A New Breed of Headphones

What Are Hybrid Noise-Canceling Headphones?


June 25, 2019 Tech By

Almost 20 years after Bose released its first pair of noise-canceling headphones in 2000, the popularity of the cans that can actively blot out the noise of the outside world has exploded. Today, Bose and (more recently) Sony are the two industry leaders, with the Bose QuietComfort35 II ($350) and Sony WH-1000M3 ($348) setting the standard for noise-canceling headphones, but they’re really only the tipping point, and a new breed is on the horizon.

It used to be that there were only really two types of noise-canceling headphones you had to know about: passive or active. Passive noise-canceling, more of a marketing term than anything, means that the natural shape of each earcup blocks out the ambient noises. There’s no technology, microphones or anything that requires a battery. Passive noise-canceling headphones are really just over-ear headphones, perhaps with a little extra design to help them fit snugly.

Active noise-canceling (ANC) headphones, on the other hand, are much more sophisticated and effective at blocking out cacophony. ANC headphones have built-in microphones that listen to ambient noises and then “actively” seek out and destroy them by creating inverse sound waves that clash with the bad noises, physically neutralizing the waves of air that register as sound before they reach your ears. The Bose QC35 II and Sony WH-1000M3 are two prime examples of active noise-canceling headphones.

However, more headphones are being advertised as “hybrid” noise-canceling headphones. The TaoTronics SoundSurge 46 ($100) and the Jabra Elite 85h ($250+) are two new examples that tout hybrid noise-canceling technologies, but what does it mean?

Hybrid noise-cancellation is a type of active noise-cancellation: it relies on microphones to seek out ambient noises and then cancel them out. But where it’s common for most active noise-canceling headphone designs opt to place microphones solely on the outside or solely on the inside of the earcups, hybrid noise-canceling headphones have both.

Generally, active noise-canceling headphones with internal microphones tend to sound great, but have less-than-optimal noise-cancellation powers. This is because the microphones hear when the listener hears (since the mics are on the inside), and they know exactly what sounds to block out without polluting the actual music that is attempting to reach your ears. Unfortunately, this approach typically can’t handle louder noises and higher frequencies, however, so the noise-cancellation isn’t as good.
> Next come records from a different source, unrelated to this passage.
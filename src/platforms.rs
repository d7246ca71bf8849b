use std::fmt;

/// Pseudo-platform id under which the derived cross-platform feed is
/// reported.
pub const AGGREGATED_PLATFORM: &str = "aggregated";

/// Search template used when no platform-specific template applies.
pub(crate) const WEB_SEARCH_TEMPLATE: &str = "https://www.baidu.com/s?wd={query}";

/// The fixed set of upstream platforms.
#[derive(Debug, Clone, Copy, PartialEq, Eq, Hash)]
pub enum Platform {
    Weibo,
    Douyin,
    Bilibili,
    Zhihu,
    Baidu,
    Toutiao,
}

impl Platform {
    pub const ALL: [Platform; 6] = [
        Platform::Weibo,
        Platform::Douyin,
        Platform::Bilibili,
        Platform::Zhihu,
        Platform::Baidu,
        Platform::Toutiao,
    ];

    /// Stable string id, also the key in an aggregation cycle's result map.
    pub fn id(self) -> &'static str {
        match self {
            Platform::Weibo => "weibo",
            Platform::Douyin => "douyin",
            Platform::Bilibili => "bilibili",
            Platform::Zhihu => "zhihu",
            Platform::Baidu => "baidu",
            Platform::Toutiao => "toutiao",
        }
    }

    /// API path of the platform's trending feed.
    pub fn endpoint(self) -> &'static str {
        match self {
            Platform::Weibo => "/v2/weibo",
            Platform::Douyin => "/v2/douyin",
            Platform::Bilibili => "/v2/bili",
            Platform::Zhihu => "/v2/zhihu",
            Platform::Baidu => "/v2/baidu/hot",
            Platform::Toutiao => "/v2/toutiao",
        }
    }

    /// Search URL template with a `{query}` placeholder, used for topics the
    /// upstream delivered without a URL of their own.
    pub fn search_template(self) -> &'static str {
        match self {
            Platform::Weibo => "https://s.weibo.com/weibo?q={query}&typeall=1&suball=1",
            Platform::Douyin => "https://www.douyin.com/search/{query}?type=general",
            Platform::Bilibili => "https://search.bilibili.com/all?keyword={query}&order=pubdate",
            Platform::Zhihu => "https://www.zhihu.com/search?q={query}&type=content",
            Platform::Baidu => "https://www.baidu.com/s?wd={query}&tn=baidu&ie=utf-8",
            Platform::Toutiao => "https://www.toutiao.com/search/?keyword={query}&autocomplete=true",
        }
    }

    pub fn from_id(id: &str) -> Option<Platform> {
        Platform::ALL.iter().copied().find(|platform| platform.id() == id)
    }
}

impl fmt::Display for Platform {
    fn fmt(&self, f: &mut fmt::Formatter<'_>) -> fmt::Result {
        f.write_str(self.id())
    }
}
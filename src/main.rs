use clap::Parser;
use tracing::info;

use trend_aggregator::{
    FetchError, Platform, PlatformResponse, TrendAggregator, AGGREGATED_PLATFORM,
};

#[derive(Parser)]
#[command(
    name = "trend-aggregator",
    about = "Cross-platform trending topic aggregator"
)]
struct Cli {
    /// Fetch a single platform (weibo, douyin, bilibili, zhihu, baidu,
    /// toutiao) instead of all of them.
    #[arg(long)]
    platform: Option<String>,
}

#[tokio::main]
async fn main() -> anyhow::Result<()> {
    tracing_subscriber::fmt::init();

    let cli = Cli::parse();
    let aggregator = TrendAggregator::new();

    match cli.platform {
        Some(id) => {
            let platform = Platform::from_id(&id)
                .ok_or_else(|| anyhow::anyhow!("unknown platform: {}", id))?;
            info!("Fetching {}", platform);
            let feed = aggregator.fetch_platform(platform).await?;
            print_feed(&feed);
        }
        None => {
            info!("Fetching all platforms");
            let response = aggregator.fetch_all().await?;
            for platform in Platform::ALL {
                print_slot(platform.id(), response.get(platform.id()));
            }
            print_slot(AGGREGATED_PLATFORM, response.get(AGGREGATED_PLATFORM));
        }
    }

    Ok(())
}

fn print_slot(platform_id: &str, outcome: Option<&Result<PlatformResponse, FetchError>>) {
    match outcome {
        Some(Ok(feed)) => print_feed(feed),
        Some(Err(err)) if err.is_connectivity_failure() => {
            println!("\n=== {} ===", platform_id);
            println!("connection/retry failure: {}", err);
        }
        Some(Err(err)) => {
            println!("\n=== {} ===", platform_id);
            println!("data fetch failed: {}", err);
        }
        None => {
            println!("\n=== {} ===", platform_id);
            println!("missing result slot");
        }
    }
}

fn print_feed(feed: &PlatformResponse) {
    println!("\n=== {} ({} topics) ===", feed.platform, feed.topics.len());
    for topic in feed.topics.iter().take(10) {
        if topic.platforms.is_empty() {
            println!("{:>3}. [{:>9}] {}", topic.rank, topic.hot, topic.title);
        } else {
            println!(
                "{:>3}. [{:>9}] {} ({})",
                topic.rank,
                topic.hot,
                topic.title,
                topic.platforms.join(", ")
            );
        }
    }
}
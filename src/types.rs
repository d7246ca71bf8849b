use std::collections::HashMap;
use std::time::Duration;

use serde::{Deserialize, Serialize};

use crate::retry::RetryConfig;

/// One trending item.
#[derive(Debug, Clone, PartialEq, Eq, Serialize, Deserialize)]
pub struct Topic {
    pub title: String,
    pub url: String,
    pub hot: u64,
    /// 1-based position within the owning list.
    pub rank: u32,
    /// Platforms the topic was seen on. Empty for a single platform's feed;
    /// carries two or more ids only in the aggregated feed.
    #[serde(default, skip_serializing_if = "Vec::is_empty")]
    pub platforms: Vec<String>,
}

/// One platform's topic list from a single successful fetch. Built once,
/// never mutated.
#[derive(Debug, Clone, PartialEq, Eq, Serialize, Deserialize)]
pub struct PlatformResponse {
    pub platform: String,
    pub topics: Vec<Topic>,
    /// Fetch completion time, epoch milliseconds.
    pub fetched_at: i64,
}

/// Failure of one fetch attempt or of a whole aggregation cycle.
///
/// Retry eligibility is a property of the variant alone, see
/// [`FetchError::is_retryable`].
#[derive(Debug, Clone, thiserror::Error)]
pub enum FetchError {
    #[error("request timed out: {0}")]
    Timeout(String),

    #[error("network failure: {0}")]
    Network(String),

    #[error("upstream returned HTTP {0}")]
    HttpStatus(u16),

    #[error("retries exhausted: {0}")]
    RetryExhausted(String),

    #[error("unexpected failure: {0}")]
    Unknown(String),
}

impl FetchError {
    /// Whether another attempt could plausibly succeed. Timeouts, transport
    /// failures and 5xx answers are worth retrying; everything else is not.
    pub fn is_retryable(&self) -> bool {
        match self {
            FetchError::Timeout(_) | FetchError::Network(_) => true,
            FetchError::HttpStatus(status) => *status >= 500,
            FetchError::RetryExhausted(_) | FetchError::Unknown(_) => false,
        }
    }

    /// Whether a consumer should present this as a connection/retry problem
    /// rather than a generic data failure.
    pub fn is_connectivity_failure(&self) -> bool {
        matches!(
            self,
            FetchError::Timeout(_) | FetchError::Network(_) | FetchError::RetryExhausted(_)
        )
    }
}

/// Outcome of one aggregation cycle: exactly one slot per fetched platform
/// plus the `"aggregated"` pseudo-platform, each holding a feed or the error
/// that platform ended with.
#[derive(Debug, Clone)]
pub struct AggregateResponse {
    pub results: HashMap<String, Result<PlatformResponse>>,
}

impl AggregateResponse {
    pub fn get(&self, platform_id: &str) -> Option<&Result<PlatformResponse>> {
        self.results.get(platform_id)
    }

    /// Iterate the feeds that were fetched successfully.
    pub fn successes(&self) -> impl Iterator<Item = &PlatformResponse> {
        self.results
            .values()
            .filter_map(|outcome| outcome.as_ref().ok())
    }
}

/// Fixed knobs for one engine instance. Defaults are the production
/// constants; tests point `base_url` at a stub server and shrink the delays.
#[derive(Debug, Clone)]
pub struct FetchConfig {
    pub base_url: String,
    pub user_agent: String,
    /// Per-attempt deadline for fetches running inside `fetch_all`.
    pub aggregate_timeout: Duration,
    /// Per-attempt deadline for a direct single-platform fetch.
    pub single_timeout: Duration,
    /// Retry budget wrapped around each platform fetch.
    pub platform_retry: RetryConfig,
    /// Retry budget wrapped around the whole fan-out.
    pub aggregate_retry: RetryConfig,
}

impl Default for FetchConfig {
    fn default() -> Self {
        Self {
            base_url: "https://60s.viki.moe".to_string(),
            user_agent: "Trend-Aggregator/1.0".to_string(),
            aggregate_timeout: Duration::from_millis(20_000),
            single_timeout: Duration::from_millis(9_000),
            platform_retry: RetryConfig {
                max_retries: 2,
                base_delay: Duration::from_millis(800),
            },
            aggregate_retry: RetryConfig {
                max_retries: 1,
                base_delay: Duration::from_millis(900),
            },
        }
    }
}

pub type Result<T> = std::result::Result<T, FetchError>;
With active noise-canceling headphones that have external microphones, the opposite is true. Since the mics are on the outside, they tend to block out a wider range of frequencies and can do better with generally louder sounds. The downside is that they typically create more “anti-noise” and this can negatively impact sound quality.

This isn’t an exact science, of course, and there are a ton of different factors to consider. Every headphone manufacturer has its own combination of materials, speaker drivers, connectivity and (most importantly) noise-canceling technology. Hybrid noise-canceling headphones, which utilize both internal and external microphones, should be best of both worlds — excellent sound quality and good noise cancellation — but it doesn’t always work out that way.

Want to try a pair? Well you may have already. Many of today’s noise-canceling headphones are actually hybrid noise-canceling headphones — even though they don’t advertise it. Companies like Bose and Sony don’t tell us much about how their noise-canceling technology works — it’s their secret sauce, after all — but we can guess a few things. Many noise-canceling headphones these days allow you to adjust the noise-cancellation between “high” and “low” settings, and because most of these headphones probably use hybrid noise-cancellation, they likely switch between using internal and external microphones. On “low” noise cancellation, the headphones likely use internal microphones because the audio quality is likely to be better. And on “high” noise cancellation, it’s likely that the headphones use their external microphones so that the ANC is most powerful.

So, are hybrid noise-canceling headphones better?

In theory, yes. As stated above, the issue is that most of today’s best active noise-canceling headphones are actually really hybrid noise-canceling headphones, they just aren’t advertised as such. And because different headphones have different processors and different acoustic drivers, and come in different styles and are made from different materials, it murkys the waters a bit.